I made it to work with no incident and parked my car in a parking spot that I hope remains so exposed to the sun that anything alive in the car will spontaneously combust, but since roaches and the like can withstand nuclear fall out, I'm not sure it will even get uncomfortable.  My car is visible in the security feed, and I keep expecting to see the thing hot wire my car and drive off into the sunset.

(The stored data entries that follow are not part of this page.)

use anyhow::Result;
use async_trait::async_trait;
use parking_lot::Mutex;
use serenity::model::id::{ChannelId, GuildId};
use songbird::{
    events::CoreEvent,
    input::{Input, YoutubeDl},
    tracks::TrackHandle,
    Call, Event, Songbird, TrackEvent,
};
use std::sync::Arc;
use tracing::{debug, info};

use crate::{
    audio::backend::{
        ConnectionSignals, PlaybackEngine, TrackSignals, VoiceBackend, VoiceConnection,
    },
    bot::events::{DisconnectNotifier, TrackEndNotifier, TrackErrorNotifier},
};

/// Backend de voz sobre songbird: una `Call` por guild y yt-dlp para los
/// streams.
pub struct SongbirdBackend {
    manager: Arc<Songbird>,
    http: reqwest::Client,
    default_volume: f32,
}

impl SongbirdBackend {
    pub fn new(manager: Arc<Songbird>, http: reqwest::Client, default_volume: f32) -> Self {
        Self {
            manager,
            http,
            default_volume,
        }
    }
}

#[async_trait]
impl VoiceBackend for SongbirdBackend {
    type Engine = SongbirdEngine;
    type Connection = SongbirdConnection;

    fn create_engine(&self, guild_id: GuildId) -> SongbirdEngine {
        SongbirdEngine::new(guild_id, self.default_volume)
    }

    async fn join(
        &self,
        guild_id: GuildId,
        channel_id: ChannelId,
        signals: ConnectionSignals,
    ) -> Result<SongbirdConnection> {
        let call = self
            .manager
            .join(guild_id, channel_id)
            .await
            .map_err(|e| anyhow::anyhow!("Error al conectar al canal de voz: {:?}", e))?;

        {
            let mut handler = call.lock().await;
            handler.add_global_event(
                Event::Core(CoreEvent::DriverDisconnect),
                DisconnectNotifier { guild_id, signals },
            );
        }

        Ok(SongbirdConnection {
            guild_id,
            call,
            manager: self.manager.clone(),
        })
    }

    async fn open_stream(&self, url: &str) -> Result<Input> {
        let input: Input = YoutubeDl::new(self.http.clone(), url.to_string()).into();

        // Forzar la apertura ahora para que un fallo se vea antes de reproducir
        input
            .make_live_async()
            .await
            .map_err(|e| anyhow::anyhow!("No se pudo abrir el stream: {}", e))
    }
}

pub struct SongbirdConnection {
    guild_id: GuildId,
    call: Arc<tokio::sync::Mutex<Call>>,
    manager: Arc<Songbird>,
}

#[async_trait]
impl VoiceConnection for SongbirdConnection {
    type Engine = SongbirdEngine;

    fn bind_consumer(&self, engine: &SongbirdEngine) {
        *engine.call.lock() = Some(self.call.clone());
    }

    async fn destroy(&self) {
        match self.manager.remove(self.guild_id).await {
            Ok(()) => info!("👋 Desconectado del canal de voz en guild {}", self.guild_id),
            // Ya no había llamada: la desconexión vino de afuera
            Err(e) => debug!("Llamada ya cerrada en guild {}: {:?}", self.guild_id, e),
        }
    }
}

struct ActiveTrack {
    handle: TrackHandle,
    paused: bool,
}

/// Reproductor de una sesión. Sólo hay un track cargado a la vez.
pub struct SongbirdEngine {
    guild_id: GuildId,
    call: Mutex<Option<Arc<tokio::sync::Mutex<Call>>>>,
    current: Mutex<Option<ActiveTrack>>,
    volume: Mutex<f32>,
}

impl SongbirdEngine {
    fn new(guild_id: GuildId, volume: f32) -> Self {
        Self {
            guild_id,
            call: Mutex::new(None),
            current: Mutex::new(None),
            volume: Mutex::new(volume),
        }
    }
}

#[async_trait]
impl PlaybackEngine for SongbirdEngine {
    type Stream = Input;

    async fn play(&self, stream: Input, signals: TrackSignals) -> Result<()> {
        let call = self
            .call
            .lock()
            .clone()
            .ok_or_else(|| anyhow::anyhow!("El reproductor no tiene conexión de voz"))?;

        let previous = self.current.lock().take();
        if let Some(previous) = previous {
            let _ = previous.handle.stop();
        }

        let handle = {
            let mut handler = call.lock().await;
            handler.play_input(stream)
        };

        let volume = *self.volume.lock();
        let _ = handle.set_volume(volume);

        handle
            .add_event(
                Event::Track(TrackEvent::End),
                TrackEndNotifier {
                    guild_id: self.guild_id,
                    signals: signals.clone(),
                },
            )
            .map_err(|e| anyhow::anyhow!("Error al agregar event handler: {}", e))?;
        handle
            .add_event(
                Event::Track(TrackEvent::Error),
                TrackErrorNotifier {
                    guild_id: self.guild_id,
                    signals,
                },
            )
            .map_err(|e| anyhow::anyhow!("Error al agregar event handler: {}", e))?;

        *self.current.lock() = Some(ActiveTrack {
            handle,
            paused: false,
        });
        Ok(())
    }

    fn stop(&self) {
        if let Some(track) = self.current.lock().take() {
            let _ = track.handle.stop();
        }
    }

    fn pause(&self) -> bool {
        match self.current.lock().as_mut() {
            Some(track) if !track.paused => {
                track.paused = track.handle.pause().is_ok();
                track.paused
            }
            _ => false,
        }
    }

    fn unpause(&self) -> bool {
        match self.current.lock().as_mut() {
            Some(track) if track.paused => {
                let resumed = track.handle.play().is_ok();
                track.paused = !resumed;
                resumed
            }
            _ => false,
        }
    }

    fn set_volume(&self, volume: f32) -> bool {
        *self.volume.lock() = volume;
        match self.current.lock().as_ref() {
            Some(track) => track.handle.set_volume(volume).is_ok(),
            None => false,
        }
    }

    fn volume(&self) -> f32 {
        *self.volume.lock()
    }
}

So now, here I sit, knowing that today is a Wednesday which means I won't be getting back into the car until almost sundown, and in the shadows of the waning day, I may be getting back into a car where the disgusting vermin is hiding, waiting on me to get inside and shut the door so that it can exact it's revenge on me for my past, bug-killing actions.  If my car is found empty, on the side of the road somewhere between church and home, you'll know the thing attacked and won. Don't let him get away with it!


Monday, May 22, 2017


We had to get up at the butt crack of dawn this morning so that we could be on time for our plane.  I am not a fan of super early flights, but what are you going to do?  That's when the plane left.

We made it in due time to the airport and got checked in with little problem, except that the Newark TSA is freaking slow.  I blame it on the fact that we were traveling so early, but still...slow.  Not much of interest happened after that, and our flight out was much nicer than our flight in. I spent time returning emails and looking out of the window. You know...normal airplane stuff.

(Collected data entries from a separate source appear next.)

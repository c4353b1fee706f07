//! Capabilities the playback session consumes from the outside world.
//!
//! The session never talks to Discord directly. It asks a [`VoiceBackend`]
//! for a playback engine, a voice connection and audio streams, and it
//! reports to the users through a [`NotificationSink`]. Engines and
//! connections talk back through [`TrackSignals`] and [`ConnectionSignals`],
//! which feed the session's signal pump (see [`crate::audio::registry`]).

use anyhow::Result;
use async_trait::async_trait;
use serenity::model::id::{ChannelId, GuildId};
use tokio::sync::mpsc::UnboundedSender;

use crate::audio::track::TrackDescriptor;

/// Identifica la generación de la cabeza de la cola a la que pertenece una
/// reproducción. Cambia cada vez que la cabeza se elimina.
#[derive(Debug, Clone, Copy, PartialEq, Eq, Hash)]
pub struct PlayToken(pub(crate) u64);

/// Eventos asíncronos que llegan a una sesión desde el motor o la conexión
#[derive(Debug, Clone, PartialEq)]
pub enum SessionSignal {
    TrackFinished(PlayToken),
    TrackErrored { token: PlayToken, reason: String },
    Disconnected,
}

/// Handle given to the engine with every `play`, used to report how that
/// particular track ended.
#[derive(Debug, Clone)]
pub struct TrackSignals {
    token: PlayToken,
    tx: UnboundedSender<SessionSignal>,
}

impl TrackSignals {
    pub(crate) fn new(token: PlayToken, tx: UnboundedSender<SessionSignal>) -> Self {
        Self { token, tx }
    }

    pub fn token(&self) -> PlayToken {
        self.token
    }

    /// El track terminó solo o fue detenido
    pub fn finished(&self) {
        // Si la sesión ya no existe no hay nadie a quien avisar
        let _ = self.tx.send(SessionSignal::TrackFinished(self.token));
    }

    /// El motor falló a mitad de la reproducción
    pub fn errored(&self, reason: impl Into<String>) {
        let _ = self.tx.send(SessionSignal::TrackErrored {
            token: self.token,
            reason: reason.into(),
        });
    }
}

/// Handle given to the voice transport on `join`.
#[derive(Debug, Clone)]
pub struct ConnectionSignals {
    tx: UnboundedSender<SessionSignal>,
}

impl ConnectionSignals {
    pub(crate) fn new(tx: UnboundedSender<SessionSignal>) -> Self {
        Self { tx }
    }

    pub fn disconnected(&self) {
        let _ = self.tx.send(SessionSignal::Disconnected);
    }
}

/// Mensajes que la sesión publica en el canal de texto
#[derive(Debug, Clone, PartialEq)]
pub enum Notice {
    /// Track agregado detrás de otro que ya suena; `position` es su índice
    /// en la cola (0 es el que suena).
    Queued {
        track: TrackDescriptor,
        position: usize,
    },
    NowPlaying {
        track: TrackDescriptor,
    },
    /// No se pudo abrir el stream; el track sigue en la cabeza de la cola.
    StreamFailed {
        track: TrackDescriptor,
        reason: String,
    },
    /// Fallo a mitad de reproducción; el track se descarta.
    PlaybackError {
        track: TrackDescriptor,
        reason: String,
    },
    /// No se pudo entrar al canal de voz; la cola entera se descartó.
    ConnectionFailed {
        dropped: Vec<TrackDescriptor>,
        reason: String,
    },
}

/// Destino fire-and-forget de los avisos de una sesión.
#[cfg_attr(test, mockall::automock)]
pub trait NotificationSink: Send + Sync {
    fn send(&self, notice: Notice);
}

/// One audio player, exclusively owned by a session for its whole life.
#[async_trait]
pub trait PlaybackEngine: Send + Sync + 'static {
    type Stream: Send + 'static;

    /// Replaces whatever is playing with `stream`. The engine must report
    /// the end of this track through `signals`.
    async fn play(&self, stream: Self::Stream, signals: TrackSignals) -> Result<()>;

    fn stop(&self);

    /// `false` when the engine refused (already paused, nothing loaded)
    fn pause(&self) -> bool;

    /// `false` when the engine refused (not paused, nothing loaded)
    fn unpause(&self) -> bool;

    /// Stores the level for future tracks; returns whether a loaded track
    /// received it too.
    fn set_volume(&self, volume: f32) -> bool;

    fn volume(&self) -> f32;
}

/// Live voice connection for one guild.
#[async_trait]
pub trait VoiceConnection: Send + Sync + 'static {
    type Engine: PlaybackEngine;

    /// Routes the engine's output into this connection
    fn bind_consumer(&self, engine: &Self::Engine);

    /// Leaves the channel. Must tolerate an already dropped connection.
    async fn destroy(&self);
}

/// Voice transport, engine factory and stream opener in one place, since the
/// three must agree on the stream type.
#[async_trait]
pub trait VoiceBackend: Send + Sync + 'static {
    type Engine: PlaybackEngine;
    type Connection: VoiceConnection<Engine = Self::Engine>;

    fn create_engine(&self, guild_id: GuildId) -> Self::Engine;

    async fn join(
        &self,
        guild_id: GuildId,
        channel_id: ChannelId,
        signals: ConnectionSignals,
    ) -> Result<Self::Connection>;

    /// May fail; may also never return if the remote end stalls.
    async fn open_stream(&self, url: &str) -> Result<<Self::Engine as PlaybackEngine>::Stream>;
}
use std::time::Duration;

/// Canción ya resuelta, lista para encolar.
///
/// Se construye una vez a partir de lo que devuelve el resolver y no se
/// modifica nunca: el hueco de la cola que la contiene es su único dueño.
#[derive(Debug, Clone, PartialEq, Eq)]
pub struct TrackDescriptor {
    title: String,
    url: String,
    duration: Duration,
    thumbnail: Option<String>,
    requested_by: String,
}

impl TrackDescriptor {
    pub fn new(
        title: impl Into<String>,
        url: impl Into<String>,
        duration: Duration,
        requested_by: impl Into<String>,
    ) -> Self {
        Self {
            title: title.into(),
            url: url.into(),
            // Sólo segundos enteros
            duration: Duration::from_secs(duration.as_secs()),
            thumbnail: None,
            requested_by: requested_by.into(),
        }
    }

    pub fn with_thumbnail(mut self, thumbnail: impl Into<String>) -> Self {
        self.thumbnail = Some(thumbnail.into());
        self
    }

    // Getters
    pub fn title(&self) -> &str {
        &self.title
    }
    pub fn url(&self) -> &str {
        &self.url
    }
    pub fn duration(&self) -> Duration {
        self.duration
    }
    pub fn thumbnail(&self) -> Option<&str> {
        self.thumbnail.as_deref()
    }
    pub fn requested_by(&self) -> &str {
        &self.requested_by
    }

    /// Duración formateada (`m:ss` o `h:mm:ss`)
    pub fn formatted_duration(&self) -> String {
        format_duration(self.duration)
    }
}

/// Formatea una duración como `m:ss`, o `h:mm:ss` a partir de una hora.
fn format_duration(duration: Duration) -> String {
    let total = duration.as_secs();
    let hours = total / 3600;
    let minutes = (total % 3600) / 60;
    let seconds = total % 60;

    if hours > 0 {
        format!("{}:{:02}:{:02}", hours, minutes, seconds)
    } else {
        format!("{}:{:02}", minutes, seconds)
    }
}

/// Líneas del listado de cola: la posición 0 se marca con ▶️, el resto con
/// su índice. Sólo se devuelven las primeras `limit` entradas.
pub fn queue_lines(tracks: &[TrackDescriptor], limit: usize) -> Vec<String> {
    tracks
        .iter()
        .take(limit)
        .enumerate()
        .map(|(position, track)| {
            let marker = if position == 0 {
                "▶️".to_string()
            } else {
                format!("{}.", position)
            };
            format!(
                "{} [{}]({}) - `{}`",
                marker,
                track.title(),
                track.url(),
                track.formatted_duration()
            )
        })
        .collect()
}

We landed in Atlanta and realized that we had lost our parking pass (totally my fault) and so it took us forever to get out of the parking garage.  Apparently they have to run a background check on you and decode your DNA if you lose your parking pass.  I don't know, I just know we were in there a long time and we had to pay a penalty. :(

Since we'd landed fairly early on in the day, and accidentally took a wrong turn somewhere, we ended up going through Duluth, so we stopped at a store called Super H Mart.  We'd been there once before a few years ago when we were visiting family, so we knew it existed already.  This is a big grocery store that caters to the Asian population of Atlanta, and so of course I had to go in an buy a bunch of stuff I wanted to try.  I don't know what some of it is, but I was feeling adventurous!  I do know at least one thing has cuttlefish flakes in it (which I didn't realize until I had already purchased it) but I'm willing to try it at least! I also got some really great shampoo.  At least I think it's shampoo. It smells nice and I've used it to wash my hair, so we're just going to call it shampoo and not look into it any further. We ate lunch there at the hot food place and I had some superior don katsu.  I can almost work chopsticks, too, so I managed to eat most of it with those, although from time to time I had to use a spoon.  Heehee.  Steve had sushi, and I still can't understand why. Yick.

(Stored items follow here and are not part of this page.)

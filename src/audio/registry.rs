use dashmap::{mapref::entry::Entry, DashMap};
use serenity::model::id::{ChannelId, GuildId};
use std::sync::{Arc, Weak};
use tokio::sync::mpsc::{self, UnboundedReceiver};
use tracing::{debug, info, warn};

use crate::audio::{
    backend::{NotificationSink, SessionSignal, VoiceBackend},
    session::{EnqueueOutcome, PlaybackSession, SessionError},
    track::TrackDescriptor,
};

/// Mapa guild → sesión activa.
///
/// Se crea vacío al arrancar y se comparte con los comandos; cada sesión se
/// borra sola cuando se detiene o pierde la conexión de voz.
/// [`SessionRegistry::shutdown`] desmonta todo al salir.
pub struct SessionRegistry<B: VoiceBackend> {
    backend: Arc<B>,
    sessions: DashMap<GuildId, Arc<PlaybackSession<B>>>,
}

impl<B: VoiceBackend> SessionRegistry<B> {
    pub fn new(backend: Arc<B>) -> Arc<Self> {
        Arc::new(Self {
            backend,
            sessions: DashMap::new(),
        })
    }

    pub fn get(&self, guild_id: GuildId) -> Option<Arc<PlaybackSession<B>>> {
        self.sessions
            .get(&guild_id)
            .map(|s| s.clone())
            .filter(|s| s.is_live())
    }

    /// Devuelve la sesión del guild o crea una nueva ligada a ese canal de
    /// voz y a ese destino de avisos.
    pub fn get_or_create(
        self: &Arc<Self>,
        guild_id: GuildId,
        voice_channel: ChannelId,
        sink: Arc<dyn NotificationSink>,
    ) -> Arc<PlaybackSession<B>> {
        match self.sessions.entry(guild_id) {
            Entry::Occupied(entry) if entry.get().is_live() => entry.get().clone(),
            Entry::Occupied(mut entry) => {
                // Sesión muerta que todavía no se había borrado
                let session = self.spawn_session(guild_id, voice_channel, sink);
                entry.insert(session.clone());
                session
            }
            Entry::Vacant(entry) => {
                let session = self.spawn_session(guild_id, voice_channel, sink);
                entry.insert(session.clone());
                session
            }
        }
    }

    /// Borra la entrada del guild sin condiciones. No falla si no existe.
    pub fn remove(&self, guild_id: GuildId) -> Option<Arc<PlaybackSession<B>>> {
        self.sessions.remove(&guild_id).map(|(_, session)| session)
    }

    /// Borra la entrada sólo si sigue siendo `session`, para que una sesión
    /// vieja no se lleve por delante a la que la reemplazó.
    pub(crate) fn release(&self, guild_id: GuildId, session: &PlaybackSession<B>) {
        let removed = self
            .sessions
            .remove_if(&guild_id, |_, current| {
                std::ptr::eq(Arc::as_ptr(current), session)
            })
            .is_some();

        if removed {
            debug!("🗑️ Sesión eliminada del registro para guild {}", guild_id);
        }
    }

    /// Encola en la sesión del guild, creándola si hace falta. Si la sesión
    /// encontrada se cerró entre la búsqueda y la llamada, reintenta una vez
    /// con una sesión nueva.
    pub async fn enqueue(
        self: &Arc<Self>,
        guild_id: GuildId,
        voice_channel: ChannelId,
        sink: Arc<dyn NotificationSink>,
        track: TrackDescriptor,
    ) -> Result<EnqueueOutcome, SessionError> {
        let session = self.get_or_create(guild_id, voice_channel, sink.clone());
        match session.enqueue(track.clone()).await {
            Err(SessionError::Closed) => {
                debug!("Sesión cerrada durante enqueue en guild {}, reintentando", guild_id);
                self.get_or_create(guild_id, voice_channel, sink)
                    .enqueue(track)
                    .await
            }
            other => other,
        }
    }

    pub fn len(&self) -> usize {
        self.sessions.len()
    }

    pub fn is_empty(&self) -> bool {
        self.sessions.is_empty()
    }

    /// Saca todas las sesiones del registro y las detiene (motor y conexión
    /// de voz).
    pub async fn shutdown(&self) {
        info!("⚠️ Cerrando {} sesiones de reproducción", self.len());
        let guilds: Vec<GuildId> = self.sessions.iter().map(|e| *e.key()).collect();
        let sessions: Vec<_> = guilds
            .into_iter()
            .filter_map(|guild_id| self.remove(guild_id))
            .collect();

        futures::future::join_all(sessions.iter().map(|session| session.stop())).await;

        if !self.is_empty() {
            warn!("⚠️ {} sesiones se crearon durante el cierre", self.len());
        }
    }

    fn spawn_session(
        self: &Arc<Self>,
        guild_id: GuildId,
        voice_channel: ChannelId,
        sink: Arc<dyn NotificationSink>,
    ) -> Arc<PlaybackSession<B>> {
        let (tx, rx) = mpsc::unbounded_channel();
        let session = Arc::new(PlaybackSession::new(
            guild_id,
            voice_channel,
            sink,
            self.backend.clone(),
            tx,
            Arc::downgrade(self),
        ));

        tokio::spawn(pump_signals(Arc::downgrade(&session), rx));
        info!("🆕 Sesión creada para guild {}", guild_id);
        session
    }
}

/// Entrega las señales de una sesión de a una y en orden.
async fn pump_signals<B: VoiceBackend>(
    session: Weak<PlaybackSession<B>>,
    mut rx: UnboundedReceiver<SessionSignal>,
) {
    while let Some(signal) = rx.recv().await {
        let Some(session) = session.upgrade() else {
            break;
        };
        session.handle_signal(signal).await;
    }
}

#[cfg(test)]
mod tests {
    use super::*;
    use crate::audio::testing::{guild, track, wait_until, FakeBackend, RecordingSink};
    use crate::audio::backend::Notice;
    use pretty_assertions::assert_eq;

    fn setup() -> (Arc<FakeBackend>, Arc<SessionRegistry<FakeBackend>>, Arc<RecordingSink>) {
        let backend = Arc::new(FakeBackend::default());
        let registry = SessionRegistry::new(backend.clone());
        (backend, registry, Arc::new(RecordingSink::default()))
    }

    #[tokio::test]
    async fn test_starts_empty() {
        let (_backend, registry, _sink) = setup();
        assert!(registry.is_empty());
        assert!(registry.get(guild(1)).is_none());
    }

    #[tokio::test]
    async fn test_get_or_create_reuses_live_session() {
        let (_backend, registry, sink) = setup();

        let first = registry.get_or_create(guild(1), ChannelId::new(10), sink.clone());
        let second = registry.get_or_create(guild(1), ChannelId::new(99), sink.clone());

        assert!(Arc::ptr_eq(&first, &second));
        assert_eq!(second.voice_channel(), ChannelId::new(10));
        assert_eq!(registry.len(), 1);
    }

    #[tokio::test]
    async fn test_guilds_are_isolated() {
        let (backend, registry, sink) = setup();
        let a = registry.get_or_create(guild(1), ChannelId::new(10), sink.clone());
        let b = registry.get_or_create(guild(2), ChannelId::new(20), sink.clone());

        a.enqueue(track("A")).await.unwrap();
        b.enqueue(track("B")).await.unwrap();
        b.enqueue(track("C")).await.unwrap();

        a.stop().await;

        assert!(registry.get(guild(1)).is_none());
        let b_snapshot = registry.get(guild(2)).unwrap().snapshot().await;
        assert!(b_snapshot.playing);
        assert_eq!(b_snapshot.tracks.len(), 2);
        assert_eq!(backend.joins(), 2);
        assert_eq!(backend.destroyed(), 1);
    }

    #[tokio::test]
    async fn test_remove_is_unconditional_and_tolerates_absence() {
        let (_backend, registry, sink) = setup();
        registry.get_or_create(guild(1), ChannelId::new(10), sink);

        assert!(registry.remove(guild(1)).is_some());
        assert!(registry.remove(guild(1)).is_none());
        assert!(registry.is_empty());
    }

    #[tokio::test]
    async fn test_stale_session_does_not_erase_its_replacement() {
        let (_backend, registry, sink) = setup();
        let old = registry.get_or_create(guild(1), ChannelId::new(10), sink.clone());
        old.enqueue(track("A")).await.unwrap();
        registry.remove(guild(1));

        let new = registry.get_or_create(guild(1), ChannelId::new(10), sink.clone());
        old.stop().await;

        let current = registry.get(guild(1)).unwrap();
        assert!(Arc::ptr_eq(&current, &new));
    }

    #[tokio::test]
    async fn test_enqueue_creates_fresh_session_after_stop() {
        let (backend, registry, sink) = setup();
        registry
            .enqueue(guild(1), ChannelId::new(10), sink.clone(), track("A"))
            .await
            .unwrap();
        let old = registry.get(guild(1)).unwrap();
        old.stop().await;

        let outcome = registry
            .enqueue(guild(1), ChannelId::new(10), sink.clone(), track("B"))
            .await
            .unwrap();

        assert_eq!(outcome, EnqueueOutcome::Started);
        let new = registry.get(guild(1)).unwrap();
        assert!(!Arc::ptr_eq(&old, &new));
        assert_eq!(backend.joins(), 2);
    }

    #[tokio::test]
    async fn test_concrete_scenario() {
        let (backend, registry, sink) = setup();

        let outcome = registry
            .enqueue(guild(1), ChannelId::new(10), sink.clone(), track("A"))
            .await
            .unwrap();
        assert_eq!(outcome, EnqueueOutcome::Started);

        let outcome = registry
            .enqueue(guild(1), ChannelId::new(10), sink.clone(), track("B"))
            .await
            .unwrap();
        assert_eq!(outcome, EnqueueOutcome::Queued { position: 1 });

        let session = registry.get(guild(1)).unwrap();
        let engine = backend.engine(guild(1));
        engine.last_signals().unwrap().finished();

        wait_until(|| {
            let session = session.clone();
            async move { session.snapshot().await.tracks.len() == 1 }
        })
        .await;

        let snapshot = session.snapshot().await;
        assert_eq!(snapshot.tracks, vec![track("B")]);
        assert!(snapshot.playing);
        assert_eq!(
            sink.notices(),
            vec![
                Notice::NowPlaying { track: track("A") },
                Notice::Queued {
                    track: track("B"),
                    position: 1
                },
                Notice::NowPlaying { track: track("B") },
            ]
        );

        session.stop().await;
        assert!(session.is_empty().await);
        assert!(registry.get(guild(1)).is_none());
    }

    #[tokio::test]
    async fn test_error_signal_through_pump() {
        let (backend, registry, sink) = setup();
        let session = registry.get_or_create(guild(1), ChannelId::new(10), sink.clone());
        session.enqueue(track("A")).await.unwrap();
        session.enqueue(track("B")).await.unwrap();

        backend.engine(guild(1)).last_signals().unwrap().errored("mid-stream");

        wait_until(|| {
            let session = session.clone();
            async move { session.snapshot().await.tracks == vec![track("B")] }
        })
        .await;
        assert!(session.is_playing().await);
        assert!(sink.notices().iter().any(|n| matches!(
            n,
            Notice::PlaybackError { track, .. } if track.title() == "A"
        )));
    }

    #[tokio::test]
    async fn test_disconnect_signal_through_pump() {
        let (backend, registry, sink) = setup();
        let session = registry.get_or_create(guild(1), ChannelId::new(10), sink.clone());
        session.enqueue(track("A")).await.unwrap();
        session.enqueue(track("B")).await.unwrap();

        backend.connection_signals(guild(1)).unwrap().disconnected();

        wait_until(|| {
            let registry = registry.clone();
            async move { registry.get(guild(1)).is_none() }
        })
        .await;
        assert!(session.is_empty().await);
        assert!(!session.is_live());
    }

    #[tokio::test]
    async fn test_shutdown_stops_every_session() {
        let (backend, registry, sink) = setup();
        for id in 1..=3 {
            registry
                .enqueue(guild(id), ChannelId::new(10 + id), sink.clone(), track("A"))
                .await
                .unwrap();
        }
        assert_eq!(registry.len(), 3);

        registry.shutdown().await;

        assert!(registry.is_empty());
        assert_eq!(backend.destroyed(), 3);
        for id in 1..=3 {
            assert!(backend.engine(guild(id)).stops() >= 1);
            assert!(registry.get(guild(id)).is_none());
        }
    }

    #[tokio::test]
    async fn test_shutdown_stops_sessions_already_removed() {
        let (backend, registry, sink) = setup();
        registry
            .enqueue(guild(1), ChannelId::new(10), sink.clone(), track("A"))
            .await
            .unwrap();
        let session = registry.get(guild(1)).unwrap();

        registry.shutdown().await;

        // Detenida aunque ya no tenga entrada en el registro
        assert!(!session.is_live());
        assert!(session.snapshot().await.tracks.is_empty());
        assert_eq!(backend.destroyed(), 1);
        assert!(registry.remove(guild(1)).is_none());
    }
}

Once we got back on the road I fell asleep.  I hate doing that, because I like to be awake to keep Steve company, but he said he likes to think his thoughts when we drives long distances, so it turned out ok.  I finally woke up when we weren't that far from home, and in due time we made it back! 

We're taking tomorrow off from church because we are both so tired from traveling, so we'll have a day of not doing anything in particular to rest up.  I'm looking forward to it!  I'm sad the trip is over, but I had a really great time.  It was a wonderful adventure.


We slept in a bit longer than we meant to this morning, and when I got out of bed everything hurt.  I had no idea that walking that much would hurt all of my bones.  Mostly it was my feet.  Even though I have been wearing sensible shoes, my feet are swollen up from all the walking/running we did. Boo!

We actually ate breakfast this morning before leaving again.  I"ve just realized we hadn't done that all week.  Huh. This time we didn't bother trying to find a train anywhere.  We were going to Liberty State Park so that we could catch a ferry to visit the Statue of Liberty and just decided to drive it! YAY!  We'd gotten tickets online earlier in the week, so we were all set!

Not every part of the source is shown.